In this current trial, Laquan McDonald is once again being demonized and painted as responsible for his own death, AND the police who systematically lied in their reports are once again being given a platform to viciously claim his murder was justified. Along with allowing Laquan to be put on trial, the judge has also allowed wild and unfounded attacks by the defense on the personal character and integrity of witnesses against the police. In a surreal moment, one of the pigs’ attorneys actually grilled the Latino eyewitness who has courageously fought to tell the truth about what he saw that night—why didn’t he call 911 to report what he witnessed? Mr. Torres pointed out that when you call 911 you get the police who were already there. The whistle-blower cop was attacked by the defense, accused of lying to save her job so she wouldn’t have to return to working as a cashier at a fast food joint. She testified that as result of refusing to falsify her report and testifying in this trial, she has been labeled a rat and a traitor on the job, re-assigned to desk duty for fear that her fellow pigs would put her in harm’s way on the street.

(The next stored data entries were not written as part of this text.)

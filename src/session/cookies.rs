use axum::http::{header::COOKIE, HeaderMap};
use cookie::{time::Duration, Cookie, SameSite};

use super::{
    config::SessionConfig,
    types::{CSRF_COOKIE, SESSION_COOKIE},
};

/// Server-only cookie carrying the session token
pub fn session_cookie(token: &str, config: &SessionConfig) -> Cookie<'static> {
    build(SESSION_COOKIE, token.to_string(), true, max_age(config), config)
}

/// Script-readable cookie carrying the CSRF token, to be echoed in `X-CSRF-Token`
pub fn csrf_cookie(token: &str, config: &SessionConfig) -> Cookie<'static> {
    build(CSRF_COOKIE, token.to_string(), false, max_age(config), config)
}

/// Cookies that overwrite and expire both session cookies
pub fn clearing_cookies(config: &SessionConfig) -> [Cookie<'static>; 2] {
    [
        build(SESSION_COOKIE, String::new(), true, Duration::ZERO, config),
        build(CSRF_COOKIE, String::new(), false, Duration::ZERO, config),
    ]
}

fn max_age(config: &SessionConfig) -> Duration {
    Duration::seconds(i64::try_from(config.session_max_age.as_secs()).unwrap_or(i64::MAX))
}

fn build(
    name: &'static str,
    value: String,
    http_only: bool,
    max_age: Duration,
    config: &SessionConfig,
) -> Cookie<'static> {
    let mut builder = Cookie::build((name, value))
        .path("/")
        .http_only(http_only)
        .secure(config.cookie_secure)
        .same_site(SameSite::Lax)
        .max_age(max_age);

    if let Some(domain) = &config.cookie_domain {
        builder = builder.domain(domain.clone());
    }

    builder.build()
}

/// Finds the first non-empty cookie called `name` across all `Cookie` headers
pub fn find_cookie(headers: &HeaderMap, name: &str) -> Option<String> {
    headers
        .get_all(COOKIE)
        .iter()
        .filter_map(|value| value.to_str().ok())
        .flat_map(|value| Cookie::split_parse(value))
        .filter_map(Result::ok)
        .find(|cookie| cookie.name() == name && !cookie.value().is_empty())
        .map(|cookie| cookie.value().to_string())
}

The judge will make her ruling on the outcome of this trial on December 19. It remains to be seen if fear of further exposure of the whole judicial system will result in this judge, who is a former veteran prosecutor, finding these cops guilty or whether the whole weight of the system and everything the system has invested in protecting the police will result in the judge letting these pigs walk. And whatever the verdict, the fact that so few of the guilty have even been tried amounts in itself to a whitewash and an outrageous injustice, even on the terms of what this system CLAIMS to be about (equality before the law).

This trial could also could have ramifications on the upcoming sentencing of Van Dyke and his appeal of his guilty verdict for 2nd degree murder.

While it would be an outrage if any of these pigs walk free, it is still worse that this system goes on even after a few scapegoats are punished, creating new Laquans with the same brutality and the same orchestration of lies that cover it up.

This system cannot be reformed, it must be overthrown.

Concessions on police terror; violence among the youth; why you need a revolution: Q&A w Bob Avakian

If you want to understand WHY this keeps happening over and over for decades; if you want to understand why the oppression of Black people is poured into the foundation of this capitalist-imperialist system and why there is no future for the youth; if you want to understand why the Chicago consent decree was a product of the struggle against police brutality but won’t fundamentally solve the problem; if you want to understand why a revolution is the solution and how one could be made... if you agonize about this situation—then you need to watch the film of Bob Avakian’s talk Why We Need An Actual Revolution And How We Can Really Make Revolution and listen to his answer during a Q&A in Chicago about the consent decree.

Eddie Johnson was named police chief when Garry McCarthy was forced to step down after the video of Laquan’s murder became public. Johnson was Emanuel’s hand-picked choice to run the department in the hopes that putting a Black cop in charge would quell the criticism of the department, which is notorious for its brutality. Even the Department of (in)Justice was forced to investigate the CPD in 2017 after the uproar in the city over Laquan’s murder and found a police “pattern of unlawful force” and that “the failure to review and investigate officer use of force has helped create a culture in which officers expect to use force and not be quest[ion]ed about the need for or propriety of that use.”

The Invisible Institute recently published a lengthy exposure at The Intercept about Eddie Johnson’s history in orchestrating and overseeing these cover-ups, protecting pigs involved in notorious shootings and excessive force complaints in case after case: Rekia Boyd, Dakota Bright, Niko Husband, Christian Green and many more. See “Use of Force—Chicago Police Superintendent Eddie Johnson’s Long Record of Justifying Police Misconduct and Shootings” published by Invisible Institute at The Intercept, November 14, 2018.